Rural crime in Hampshire cost residents more than £1.3million last year, figures suggest.

According to provisional data gathered by NFU Mutual, the county saw a 21 per cent year-on-year rise.

Strategic Rural Inspector at Hampshire Constabulary, Korine Bishop said: “This rise in rural crime has for the most part been caused by a number of thefts of plant and quad bikes in the north and east of the county.

“As a result, we have set up a new initiative to target these criminals, allied to work taking place across the country, and this has already had success.

“We have carried out days of action involving officers from our dedicated Country Watch team, neighbourhood policing teams, response and patrol and bordering police forces.

“The focus has been on burglaries at residential properties in rural areas, such as the targeting of barns and outbuildings, and business burglaries, such as at farms.

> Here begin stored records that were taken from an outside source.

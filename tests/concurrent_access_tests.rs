/// Concurrent access tests
///
/// Racing writers on one tenant and independent writers on separate tenants.
/// Run with: cargo test --test concurrent_access_tests
use serde_json::json;
use std::sync::Arc;
use tokio::sync::Barrier;
use univera::core::payload_from_json;
use univera::{EngineConfig, EngineError, FieldDefinition, Platform, Principal, TenantId, UserId};

async fn platform_with_accounts(tenant: TenantId) -> Arc<Platform> {
    let platform = Platform::in_memory(EngineConfig::default());
    platform
        .schemas()
        .declare(
            tenant,
            "accounts",
            vec![FieldDefinition::string("email").required().unique()],
        )
        .await
        .unwrap();
    Arc::new(platform)
}

#[tokio::test(flavor = "multi_thread", worker_threads = 4)]
async fn test_unique_race_has_one_winner() {
    let tenant = TenantId::new();
    let platform = platform_with_accounts(tenant).await;
    let num_tasks = 16;
    let barrier = Arc::new(Barrier::new(num_tasks));

    let mut handles = vec![];
    for _ in 0..num_tasks {
        let platform = Arc::clone(&platform);
        let barrier = Arc::clone(&barrier);
        handles.push(tokio::spawn(async move {
            let user = Principal::new(tenant, UserId::new(), "user");
            let payload = payload_from_json(json!({"email": "same@example.com"})).unwrap();
            barrier.wait().await;
            platform.records().create(&user, "accounts", payload).await
        }));
    }

    let mut created = 0;
    let mut duplicates = 0;
    for handle in handles {
        match handle.await.unwrap() {
            Ok(_) => created += 1,
            Err(EngineError::Uniqueness(_)) => duplicates += 1,
            Err(other) => panic!("unexpected error: {other}"),
        }
    }

    assert_eq!(created, 1);
    assert_eq!(duplicates, num_tasks - 1);

    let reader = Principal::new(tenant, UserId::new(), "user");
    assert_eq!(platform.records().list(&reader, "accounts").await.unwrap().len(), 1);
}

#[tokio::test(flavor = "multi_thread", worker_threads = 4)]
async fn test_distinct_values_all_land() {
    let tenant = TenantId::new();
    let platform = platform_with_accounts(tenant).await;
    let num_tasks = 8;
    let writes_per_task = 10;

    let mut handles = vec![];
    for task_id in 0..num_tasks {
        let platform = Arc::clone(&platform);
        handles.push(tokio::spawn(async move {
            let user = Principal::new(tenant, UserId::new(), "user");
            for i in 0..writes_per_task {
                let payload =
                    payload_from_json(json!({"email": format!("t{task_id}-{i}@example.com")})).unwrap();
                platform.records().create(&user, "accounts", payload).await.unwrap();
            }
        }));
    }

    for handle in handles {
        handle.await.unwrap();
    }

    let reader = Principal::new(tenant, UserId::new(), "user");
    let records = platform.records().list(&reader, "accounts").await.unwrap();
    assert_eq!(records.len(), num_tasks * writes_per_task);
}

#[tokio::test(flavor = "multi_thread", worker_threads = 4)]
async fn test_tenants_write_independently() {
    let platform = Arc::new(Platform::in_memory(EngineConfig::default()));
    let tenants: Vec<TenantId> = (0..4).map(|_| TenantId::new()).collect();

    let mut handles = vec![];
    for tenant in tenants.clone() {
        let platform = Arc::clone(&platform);
        handles.push(tokio::spawn(async move {
            platform
                .schemas()
                .declare(tenant, "accounts", vec![FieldDefinition::string("email").unique()])
                .await
                .unwrap();
            let user = Principal::new(tenant, UserId::new(), "user");
            let payload = payload_from_json(json!({"email": "shared@example.com"})).unwrap();
            platform.records().create(&user, "accounts", payload).await.unwrap();
        }));
    }

    for handle in handles {
        handle.await.unwrap();
    }

    assert_eq!(platform.storage().tenants().await.len(), tenants.len());
}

“A number of arrests have been made and several high value items have been recovered."

The news comes as the company published an annual report indicating the cost of rural crime in the UK rose almost 9 per cent in 12 months to £54 million last year – and up 0.6 per cent to £8.7m in the South East.

“We want to reassure residents in rural areas that offenders who try and carry out criminal activities in the countryside are being robustly targeted by police," Inspector Bishop added.

“Rural crime is a priority for us and we will continue to relentlessly pursue suspects and prevent them from using the road networks.

“The community are our eyes and ears and we encourage you to report all incidents as soon as you are able to."